An Education Rally at Delaware’s Legislation Hall, drew an eager crowd of parents and children, wanting their voices heard in support of HB50. The short version of HB 50 states in the synopsis, “This bill creates the right for the parent or guardian of a child to opt out of the annual assessment, currently the “Smarter Balanced Assessment System.” This is a requirement of the new Common Core education system being implemented in Delaware Schools.

The primary sponsor of the bill, Rep. John Kowalko (D-25) and Senate sponsor, Sen. David Lawson (R-15), along with House co-Sponsors, Reps. Baumbach (D-23), Keely (D-3),Matthews (D-10), Spiegelman,(R-11), K. Williams (D-19), Yearick (R-34) and Sen. Henry (D-2).

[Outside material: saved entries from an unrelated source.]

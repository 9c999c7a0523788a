use crate::naming::NamingError;
use once_cell::sync::Lazy;
use snafu::Snafu;
use std::{fmt, net::UdpSocket};

#[derive(Debug, Snafu)]
#[snafu(visibility = "pub")]
pub enum RegistryError {
    /// Invalid argument passed.
    #[snafu(display("Invalid argument: {}", error))]
    InvalidArgument { error: String },

    /// Can't construct the naming client.
    #[snafu(display("Can't initialize naming client: {}", source))]
    NamingClientInitialize { source: NamingError },

    /// Can't register new service instance.
    #[snafu(display(
        "Failed to register service {} with instance {}. Error='{}'",
        service,
        instance,
        source
    ))]
    ServiceRegister {
        service: String,
        instance: String,
        source: NamingError,
    },

    /// Can't deregister existing service instance.
    #[snafu(display(
        "Failed to deregister service {} with instance {}. Error='{}'",
        service,
        instance,
        source
    ))]
    ServiceDeregister {
        service: String,
        instance: String,
        source: NamingError,
    },

    /// Failed to look up instances of a service.
    #[snafu(display("Failed to resolve service {}. Error='{}'", service, source))]
    ServiceResolve { service: String, source: NamingError },

    /// Service resolved, but nothing can serve the request.
    #[snafu(display("No instance available for service {}", service))]
    NoInstanceAvailable { service: String },

    /// Malformed request URL.
    #[snafu(display("Invalid URL '{}': {}", url, error))]
    InvalidUrl { url: String, error: String },

    /// HTTP request to a resolved instance failed.
    #[snafu(display("Request to {} failed. Error={}", url, source))]
    HttpRequest { url: String, source: reqwest::Error },

    /// Service initializer returned an error.
    #[snafu(display("Failed to initialize service {}. Error={}", service, error))]
    ServiceInitialize { service: String, error: String },

    /// Failed to shutdown the service.
    #[snafu(display("Failed to shutdown service {}. Error={}", service, error))]
    ServiceShutdown { service: String, error: String },
}

pub const DEFAULT_CLUSTER: &str = "DEFAULT";
pub const DEFAULT_GROUP: &str = "DEFAULT_GROUP";
pub const DEFAULT_WEIGHT: u32 = 10;
pub const DEFAULT_NETWORK: &str = "tcp";

/// Separator between group and service in grouped service names.
const SERVICE_GROUP_SEPARATOR: &str = "@@";

/// Best-effort outbound IP of this host, used when a server listens on a wildcard address.
static LOCAL_IP: Lazy<String> = Lazy::new(|| {
    UdpSocket::bind("0.0.0.0:0")
        .and_then(|s| {
            s.connect("8.8.8.8:80")?;
            s.local_addr()
        })
        .map(|a| a.ip().to_string())
        .unwrap_or_else(|e| {
            tracing::warn!("Can't detect local IP, falling back to loopback: {}", e);
            String::from("127.0.0.1")
        })
});

pub fn local_ip() -> &'static str {
    LOCAL_IP.as_str()
}

/// Builds the names the naming backend keys services by:
/// `group@@service` and, for cache entries, `group@@service@@clusters`.
#[derive(Debug, Default)]
pub struct ServiceNameBuilder {
    service: Option<String>,
    group: Option<String>,
    clusters: Vec<String>,
}

impl ServiceNameBuilder {
    pub fn new(service: impl Into<String>, group: impl Into<String>) -> Self {
        Self {
            service: Some(service.into()),
            group: Some(group.into()),
            clusters: Vec::new(),
        }
    }

    pub fn with_service(mut self, service: impl Into<String>) -> Self {
        self.service = Some(service.into());
        self
    }

    pub fn with_group(mut self, group: impl Into<String>) -> Self {
        self.group = Some(group.into());
        self
    }

    pub fn with_clusters<C: AsRef<str>, S: AsRef<[C]>>(mut self, clusters: S) -> Self {
        self.clusters = clusters
            .as_ref()
            .iter()
            .map(|c| c.as_ref().to_string())
            .filter(|c| !c.is_empty())
            .collect();
        self
    }

    pub fn build(self) -> Result<String, RegistryError> {
        let service = match self.service {
            Some(s) if !s.is_empty() => s,
            _ => {
                return Err(RegistryError::InvalidArgument {
                    error: String::from("Service name is mandatory"),
                })
            }
        };

        let grouped = match self.group {
            Some(g) if !g.is_empty() => {
                format!("{}{}{}", g, SERVICE_GROUP_SEPARATOR, service)
            }
            _ => format!("{}{}{}", DEFAULT_GROUP, SERVICE_GROUP_SEPARATOR, service),
        };

        if self.clusters.is_empty() {
            Ok(grouped)
        } else {
            Ok(format!(
                "{}{}{}",
                grouped,
                SERVICE_GROUP_SEPARATOR,
                self.clusters.join(",")
            ))
        }
    }
}

/// Grouped service name, `service` is returned as-is if it's already grouped.
pub(crate) fn grouped_service_name(service: &str, group: &str) -> String {
    if service.contains(SERVICE_GROUP_SEPARATOR) {
        return service.to_string();
    }
    let group = if group.is_empty() { DEFAULT_GROUP } else { group };
    format!("{}{}{}", group, SERVICE_GROUP_SEPARATOR, service)
}

/// A network address in the form the HTTP framework hands to registries:
/// network name plus `host:port`.
#[derive(Debug, Clone, PartialEq, Eq, Hash)]
pub struct NetAddr {
    network: String,
    address: String,
}

impl NetAddr {
    pub fn new(network: impl Into<String>, address: impl Into<String>) -> Self {
        Self {
            network: network.into(),
            address: address.into(),
        }
    }

    pub fn network(&self) -> &str {
        &self.network
    }

    pub fn address(&self) -> &str {
        &self.address
    }
}

impl fmt::Display for NetAddr {
    fn fmt(&self, f: &mut fmt::Formatter<'_>) -> fmt::Result {
        f.write_str(&self.address)
    }
}

/// Split `host:port` (IPv6 hosts in brackets) into its parts.
pub(crate) fn split_host_port(address: &str) -> Result<(String, u16), RegistryError> {
    let (host, port) = address
        .rsplit_once(':')
        .ok_or_else(|| RegistryError::InvalidArgument {
            error: format!("Address '{}' is missing a port", address),
        })?;

    let host = host.trim_start_matches('[').trim_end_matches(']');
    let port = port
        .parse::<u16>()
        .map_err(|e| RegistryError::InvalidArgument {
            error: format!("Address '{}' has invalid port: {}", address, e),
        })?;

    Ok((host.to_string(), port))
}

/// Join host and port, bracketing IPv6 hosts.
pub(crate) fn join_host_port(host: &str, port: u16) -> String {
    if host.contains(':') {
        format!("[{}]:{}", host, port)
    } else {
        format!("{}:{}", host, port)
    }
}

Kowalko stated to the crowd outside of Legislative Hall that, “Parents have a fundamental right to have their children opt out of state testing.” He referred to excessive state testing as the, “epitome of government intrusion at the expense of parents and teachers.” He further said, “we cannot allow our children to be held hostage to private concerns.” Representative Kowalko also urged that citizens oppose legislation further mandating state testing, by contacting members of the General Assembly. A House Education Committee hearing is scheduled for April 27th.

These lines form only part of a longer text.